However, it was still possible that the TMAP/CKAP2 protein level is indirectly affected by Cdh1. Thus, in order to demonstrate that TMAP/CKAP2 is a direct substrate of APC-Cdh1 complex, we first examined the in vivo interaction between TMAP/CKAP2 and Cdh1. As shown in Fig. 6C, TMAP/CKAP2 was successfully coimmunoprecipitated with myc-Cdh1 and vice versa, which indicated that an interaction does occur in vivo. In contrast, the in vivo interaction between TMAP/CKAP2 and Cdc20 could not be detected by the coimmunoprecipitation assay (see Fig. S3 in the supplemental material). Next, an in vitro ubiquitylation assay was carried out. For the assay, the APC was partially purified from the lysate of nocodazole-arrested, mitotic HeLa cells by immunoprecipitation using a monoclonal antibody against Cdc27. Nus-tagged TMAP/CKAP2 (Nus-CKAP2) was incubated with immunopurified mitotic APC and recombinant Cdh1 in the presence of ubiquitin, ubiquitin aldehyde, and an energy regenerating system. As shown in Fig. 6D, high-molecular-weight, polyubiquitylated Nus-CKAP2 was clearly present in the reaction containing both APC and Cdh1; occurring concomitantly with the increase in polyubiquitylated Nus-CKAP2, there was a decrease in the level of unmodified Nus-CKAP2, indicating that TMAP/CKAP2 is directly ubiquitylated by APC-Cdh1. Taken together, these results demonstrate that TMAP/CKAP2 is a novel substrate of the APC-Cdh1 complex by which it is ubiquitylated and targeted to proteasome-dependent degradation during mitotic exit.

The KEN box motif is required for degradation of TMAP/CKAP2.

We next sought to identify destruction motifs that mediate the degradation of TMAP/CKAP2. First, various myc-tagged deletion mutants of TMAP/CKAP2 were examined for degradability in order to identify a region required for its degradation. Each of the deletion mutants was cotransfected into HeLa cells with GFP-full-length CKAP2 to allow assessment of its degradability relative to that of the full-length TMAP/CKAP2 during release from the nocodazole block.

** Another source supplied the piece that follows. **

use axum::Extension;

use crate::SharedState;

#[tracing::instrument(skip_all)]
pub(crate) async fn health_check(_: Extension<SharedState>) {}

Also, in order to avoid the possibility of saturating the cellular degradation machinery, the amount of DNA used for transfection was adjusted so that the expression level of the deletion mutants was comparable to that of endogenous TMAP/CKAP2 (data not shown). The full-length TMAP/CKAP2 and a C terminus deletion mutant lacking residues 458 to 682, CKAP2Δ458-682, were both efficiently degraded during mitotic exit, whereas a N terminus deletion mutant, CKAP2Δ1-263 was resistant to degradation, indicating that at least one destruction motif resided near the N terminus, i.e., within the first 263 amino acids (Fig. 7A). Consistent with this result, the N-terminal fragment, i.e., CKAP2Δ264-682, alone was efficiently degraded (Fig. 7A).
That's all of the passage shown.